▸ Data for review:
<<<<

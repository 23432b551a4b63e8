//! The logged-in administrator and the idle timeout that ends their session.
//!
//! A one-shot command is an interaction: it resumes the session from `session.json`, which either
//! expires it (too long since `last_activity`) or touches it. The interactive shell additionally
//! keeps an `IdleWatchdog` that fires while the user is sitting at the prompt.

use crate::api::Remote;
use crate::error::{public_error, ErrorType, IntoResult};
use crate::model::{AdminUser, Role};
use crate::{utils, Config, Result};
use chrono::{DateTime, Utc};
use serde::{Deserialize, Serialize};
use std::time::Duration;
use tokio::time::{sleep_until, Instant};
use tracing::{debug, warn};

/// The message of every failed role check. It does not say which check failed.
pub const NOT_AUTHORIZED: &str = "not authorized";

#[derive(Debug, Clone, PartialEq, Eq, Serialize, Deserialize)]
pub struct Session {
    pub username: String,
    #[serde(default)]
    pub role: Role,
    pub logged_in_at: DateTime<Utc>,
    pub last_activity: DateTime<Utc>,
}

impl Session {
    pub fn new(user: &AdminUser, now: DateTime<Utc>) -> Self {
        Self {
            username: user.username.clone(),
            role: user.role,
            logged_in_at: now,
            last_activity: now,
        }
    }

    /// True when more than `timeout` has passed between the last activity and `now`.
    pub fn is_expired(&self, now: DateTime<Utc>, timeout: Duration) -> bool {
        // A clock that went backwards counts as no idle time.
        let idle = (now - self.last_activity).to_std().unwrap_or_default();
        idle > timeout
    }

    pub fn is_owner(&self) -> bool {
        self.role == Role::Owner
    }

    /// Fails with an authorization error unless the session belongs to an owner.
    pub fn require_owner(&self) -> Result<()> {
        if self.is_owner() {
            Ok(())
        } else {
            debug!("{} is not an owner", self.username);
            Err(public_error(ErrorType::Authorization, NOT_AUTHORIZED))
        }
    }

    /// Like `require_owner`, but checks the account's current row in the store rather than the
    /// role saved at login. Fails if the account has since been removed or is no longer an owner.
    pub async fn verify_owner(&self, remote: &mut Remote) -> Result<AdminUser> {
        self.require_owner()?;
        let users = remote.users().await.pub_result(ErrorType::Remote)?;
        match users.into_iter().find(|u| u.username == self.username) {
            Some(user) if user.is_owner() => Ok(user),
            Some(_) => {
                warn!("{} is no longer an owner", self.username);
                Err(public_error(ErrorType::Authorization, NOT_AUTHORIZED))
            }
            None => {
                warn!("The account of {} no longer exists", self.username);
                Err(public_error(ErrorType::Authorization, NOT_AUTHORIZED))
            }
        }
    }
}

/// Loads the session and applies the idle timeout as of `now`.
///
/// - No session file: `None`.
/// - Idle for longer than the configured window: the file is removed, a warning is logged and
///   `None` is returned.
/// - Otherwise `last_activity` is moved to `now` and saved.
pub async fn resume(config: &Config, now: DateTime<Utc>) -> Result<Option<Session>> {
    let path = config.session_path();
    if !path.is_file() {
        return Ok(None);
    }
    let mut session: Session = utils::deserialize(&path).await?;
    if session.is_expired(now, config.idle_timeout()) {
        utils::remove(&path).await?;
        warn!("{} was logged out after inactivity", session.username);
        return Ok(None);
    }
    session.last_activity = now;
    utils::serialize(&path, &session).await?;
    Ok(Some(session))
}

/// Persists a new session, replacing any existing one.
pub async fn start(config: &Config, session: &Session) -> Result<()> {
    utils::serialize(&config.session_path(), session).await
}

/// Removes the session. Returns false if there was none.
pub async fn end(config: &Config) -> Result<bool> {
    let path = config.session_path();
    if !path.is_file() {
        return Ok(false);
    }
    utils::remove(&path).await?;
    Ok(true)
}

/// Resumes the session and fails with an authorization error if nobody is logged in.
pub async fn require_login(config: &Config, now: DateTime<Utc>) -> Result<Session> {
    resume(config, now).await?.ok_or_else(|| {
        public_error(
            ErrorType::Authorization,
            "not logged in, run 'fund login' first",
        )
    })
}

/// A single idle deadline that every interaction pushes back.
///
/// `expired()` can be raced against input in a `tokio::select!`; calling `reset()` after an
/// interaction replaces the deadline, so there is never more than one pending timeout.
#[derive(Debug, Clone)]
pub struct IdleWatchdog {
    timeout: Duration,
    deadline: Instant,
}

impl IdleWatchdog {
    pub fn new(timeout: Duration) -> Self {
        Self {
            timeout,
            deadline: Instant::now() + timeout,
        }
    }

    pub fn reset(&mut self) {
        self.deadline = Instant::now() + self.timeout;
    }

    pub fn is_expired(&self) -> bool {
        Instant::now() >= self.deadline
    }

    /// Completes when the current deadline passes.
    pub async fn expired(&self) {
        sleep_until(self.deadline).await
    }
}

#[cfg(test)]
mod tests {
    use super::*;
    use crate::test::TestEnv;

    fn owner() -> AdminUser {
        AdminUser {
            id: "1".to_string(),
            username: "sari".to_string(),
            role: Role::Owner,
            created_at: None,
        }
    }

    fn at(s: &str) -> DateTime<Utc> {
        s.parse().unwrap()
    }

    #[test]
    fn test_is_expired() {
        let session = Session::new(&owner(), at("2026-10-17T10:00:00Z"));
        let window = Duration::from_secs(300);
        assert!(!session.is_expired(at("2026-10-17T10:05:00Z"), window));
        assert!(session.is_expired(at("2026-10-17T10:05:01Z"), window));
        assert!(!session.is_expired(at("2026-10-17T09:00:00Z"), window));
    }

    #[test]
    fn test_require_owner() {
        let mut session = Session::new(&owner(), Utc::now());
        assert!(session.require_owner().is_ok());
        session.role = Role::Admin;
        let err = session.require_owner().unwrap_err();
        assert_eq!(crate::error::error_type(&err), Some(ErrorType::Authorization));
        assert!(format!("{err:#}").ends_with(NOT_AUTHORIZED));
    }

    #[tokio::test]
    async fn test_resume_touches_active_session() {
        let env = TestEnv::new().await;
        let config = env.config();
        start(&config, &Session::new(&owner(), at("2026-10-17T10:00:00Z")))
            .await
            .unwrap();

        let session = resume(&config, at("2026-10-17T10:04:00Z"))
            .await
            .unwrap()
            .unwrap();
        assert_eq!(session.last_activity, at("2026-10-17T10:04:00Z"));

        // The touch moved the window, so this is still within five minutes.
        let session = resume(&config, at("2026-10-17T10:08:30Z")).await.unwrap();
        assert!(session.is_some());
    }

    #[tokio::test]
    async fn test_resume_expires_idle_session() {
        let env = TestEnv::new().await;
        let config = env.config();
        start(&config, &Session::new(&owner(), at("2026-10-17T10:00:00Z")))
            .await
            .unwrap();

        let session = resume(&config, at("2026-10-17T10:06:00Z")).await.unwrap();
        assert!(session.is_none());
        assert!(!config.session_path().exists());
        assert!(require_login(&config, at("2026-10-17T10:06:00Z"))
            .await
            .is_err());
    }

    #[tokio::test]
    async fn test_end() {
        let env = TestEnv::new().await;
        let config = env.config();
        assert!(!end(&config).await.unwrap());
        start(&config, &Session::new(&owner(), Utc::now()))
            .await
            .unwrap();
        assert!(end(&config).await.unwrap());
        assert!(resume(&config, Utc::now()).await.unwrap().is_none());
    }

    #[tokio::test(start_paused = true)]
    async fn test_watchdog_fires_after_window() {
        let watchdog = IdleWatchdog::new(Duration::from_secs(300));
        tokio::time::advance(Duration::from_secs(299)).await;
        assert!(!watchdog.is_expired());
        tokio::time::advance(Duration::from_secs(1)).await;
        assert!(watchdog.is_expired());
        watchdog.expired().await;
    }

    #[tokio::test(start_paused = true)]
    async fn test_watchdog_reset_postpones_deadline() {
        let mut watchdog = IdleWatchdog::new(Duration::from_secs(300));
        tokio::time::advance(Duration::from_secs(200)).await;
        watchdog.reset();
        tokio::time::advance(Duration::from_secs(200)).await;
        assert!(!watchdog.is_expired());

        let fired = tokio::select! {
            _ = watchdog.expired() => true,
            _ = tokio::time::sleep(Duration::from_secs(50)) => false,
        };
        assert!(!fired);

        let started = Instant::now();
        watchdog.expired().await;
        assert_eq!(started.elapsed(), Duration::from_secs(50));
    }

    #[tokio::test]
    async fn test_verify_owner_uses_current_role() {
        let env = TestEnv::new().await;
        env.add_user("sari", "x", Role::Owner).await;
        env.login("sari").await;
        let config = env.config();
        let session = require_login(&config, Utc::now()).await.unwrap();
        let mut remote = crate::api::remote(&config, crate::Mode::Testing)
            .await
            .unwrap();
        assert_eq!(session.verify_owner(&mut remote).await.unwrap().username, "sari");

        let mut state = env.get_state();
        let table = config.tables().users.clone();
        for row in state.tables.get_mut(&table).unwrap() {
            row["role"] = serde_json::json!("admin");
        }
        env.set_state(state);

        assert!(session.require_owner().is_ok());
        let err = session.verify_owner(&mut remote).await.unwrap_err();
        assert_eq!(crate::error::error_type(&err), Some(ErrorType::Authorization));
    }
}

>>>>

▸ How to complete this task: Write out each line above containing "when".

▸ The answer:
    /// True when more than `timeout` has passed between the last activity and `now`.
    /// Completes when the current deadline passes.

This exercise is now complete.